ABDİ / (1857, Şanlıurfa – 1941, Şanlıurfa)
Divan
şairi. Babası Hacı Abdizâde Emin
Efendi’dir. Okuma ve yazmayı mahalle mektebinde öğrendi ve 1870’de Dabakhâne
Medresesi’ne devam etti. 1872’de buradan ayrılarak Rüşdiye’ye kaydoldu ve
burayı bitirdikten sonra memuriyet hayatına atıldı. İlk görevi Urfa Tahrirat
Kalemi Kâtipliği’dir.
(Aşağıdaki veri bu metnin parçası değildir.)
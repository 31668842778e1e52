//! Commutative SRA-style cipher over a hand-shared prime.
//!
//! Every peer derives key pairs `(enc, dec)` with `enc * dec == 1 (mod p-1)`.
//! Encryption is `m^enc mod p`, decryption `c^dec mod p`, so any number of
//! peers' encryptions compose and can be removed again in any order.

use num_bigint::{BigUint, RandBigInt};
use rand::{CryptoRng, RngCore};
use thiserror::Error;

use crate::cards::Card;

pub const MILLER_RABIN_ROUNDS: usize = 20;

#[derive(Debug, Error)]
pub enum SraError {
    #[error("shared prime has {bits} bits, need at least {min}")]
    PrimeTooSmall { bits: u64, min: u64 },
    #[error("shared prime failed the primality check")]
    NotPrime,
    #[error("could not derive an invertible encryption exponent")]
    KeyGeneration,
}

/// Generate a probable prime of exactly `bits` bits.
pub fn generate_shared_prime<R>(bits: u64, rng: &mut R) -> BigUint
where
    R: RngCore + CryptoRng,
{
    let one = BigUint::from(1u8);
    loop {
        let mut candidate = rng.gen_biguint(bits);
        // Force the width and make it odd.
        candidate |= &one << (bits - 1);
        candidate |= &one;
        if is_probable_prime(&candidate, MILLER_RABIN_ROUNDS, rng) {
            return candidate;
        }
    }
}

/// Peer-side acceptance check for a host-supplied prime.
pub fn validate_shared_prime<R>(prime: &BigUint, min_bits: u64, rng: &mut R) -> Result<(), SraError>
where
    R: RngCore + CryptoRng,
{
    if prime.bits() < min_bits {
        return Err(SraError::PrimeTooSmall {
            bits: prime.bits(),
            min: min_bits,
        });
    }
    if !is_probable_prime(prime, MILLER_RABIN_ROUNDS, rng) {
        return Err(SraError::NotPrime);
    }
    Ok(())
}

/// Miller-Rabin with random witnesses.
pub fn is_probable_prime<R>(n: &BigUint, rounds: usize, rng: &mut R) -> bool
where
    R: RngCore + CryptoRng,
{
    let zero = BigUint::from(0u8);
    let one = BigUint::from(1u8);
    let two = BigUint::from(2u8);
    let three = BigUint::from(3u8);

    if *n < two {
        return false;
    }
    if *n == two || *n == three {
        return true;
    }
    if (n % &two) == zero {
        return false;
    }

    // n - 1 == d * 2^s with d odd.
    let n_minus_one = n - &one;
    let mut d = n_minus_one.clone();
    let mut s = 0u64;
    while (&d % &two) == zero {
        d >>= 1;
        s += 1;
    }

    'witness: for _ in 0..rounds {
        let a = rng.gen_biguint_range(&two, &n_minus_one);
        let mut x = a.modpow(&d, n);
        if x == one || x == n_minus_one {
            continue;
        }
        for _ in 0..s.saturating_sub(1) {
            x = x.modpow(&two, n);
            if x == n_minus_one {
                continue 'witness;
            }
        }
        return false;
    }
    true
}

/// One peer's `(enc, dec)` exponent pair bound to a shared prime.
#[derive(Clone, Debug)]
pub struct SraKeyPair {
    prime: BigUint,
    enc: BigUint,
    dec: BigUint,
}

impl SraKeyPair {
    pub fn generate<R>(prime: &BigUint, key_bits: u64, rng: &mut R) -> Result<SraKeyPair, SraError>
    where
        R: RngCore + CryptoRng,
    {
        let one = BigUint::from(1u8);
        let phi = prime - &one;
        for _ in 0..256 {
            let enc = rng.gen_biguint(key_bits) | &one;
            if enc <= one || enc >= phi {
                continue;
            }
            // modinv fails exactly when gcd(enc, p-1) != 1.
            if let Some(dec) = enc.modinv(&phi) {
                return Ok(SraKeyPair {
                    prime: prime.clone(),
                    enc,
                    dec,
                });
            }
        }
        Err(SraError::KeyGeneration)
    }

    pub fn encrypt(&self, plaintext: &BigUint) -> BigUint {
        plaintext.modpow(&self.enc, &self.prime)
    }

    pub fn decrypt(&self, ciphertext: &BigUint) -> BigUint {
        ciphertext.modpow(&self.dec, &self.prime)
    }

    pub fn decryption_key(&self) -> &BigUint {
        &self.dec
    }

    pub fn prime(&self) -> &BigUint {
        &self.prime
    }
}

/// Apply a set of decryption keys in sequence.
pub fn apply_decryption_keys<'a, I>(ciphertext: &BigUint, keys: I, prime: &BigUint) -> BigUint
where
    I: IntoIterator<Item = &'a BigUint>,
{
    let mut value = ciphertext.clone();
    for key in keys {
        value = value.modpow(key, prime);
    }
    value
}

/// Fully decrypt a card ciphertext; `None` when the result is not a card id.
pub fn decrypt_card<'a, I>(ciphertext: &BigUint, keys: I, prime: &BigUint) -> Option<Card>
where
    I: IntoIterator<Item = &'a BigUint>,
{
    let value = apply_decryption_keys(ciphertext, keys, prime);
    if value.bits() > 32 {
        return None;
    }
    let digits = value.to_u64_digits();
    let small = digits.first().copied().unwrap_or(0);
    u8::try_from(small).ok().and_then(Card::new)
}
Burada dört yıl çalıştı, bu sıralarda şiir yazmaya
başladı. Sırasıyla aynı dairede Müsevvidlik (Proje görevlisi), Hakkâri Tahrirat
Müdürlüğü, Harran Tahrirat Müdür Vekilliği, Maraş İdâre Meclisi Başkâtipliği
görevlerinde bulundu ve bu son görevinden 1911’de emekliye ayrıldı. 1887’de
Hacc’a gitti. 1893-94’te Halep vilayetinde bulundu, aynı zamanda Halep Vilâyet
Gazetesi’nin yöneticiliğini de yaptı. 1910’da Harbiye’den Topçu Üsteğmen olarak
mezun olan oğlunun 1911’de bir manevrada şehit olduğu haberi üzerine felç oldu,
gördüğü birçok tedaviye rağmen hayatının sonuna kadar şifa bulamadı. Geçirdiği
rahatsızlıktan dolayı ömrünün sonuna kadar bakıma muhtaç bir halde yaşayan
Abdi, yalnızlık, hastalık ve evlat acısı içinde 1941’de Urfa’da vefat etti.
Divanındaki
nazirelere bakıldığında Abdi’nin geniş bir divan kültürü olduğu, Fuzûli, Fehim, Rıf’at, Koca Ragıp Paşa, Ruhi, Vehbi,
Şem’i ve Nâbi gibi ünlü divan şairlerinin divanlarını gözden geçirdiği
anlaşılmaktadır. Abdi, Klasik Divan şiirinden çokça etkilenen bir şairdir.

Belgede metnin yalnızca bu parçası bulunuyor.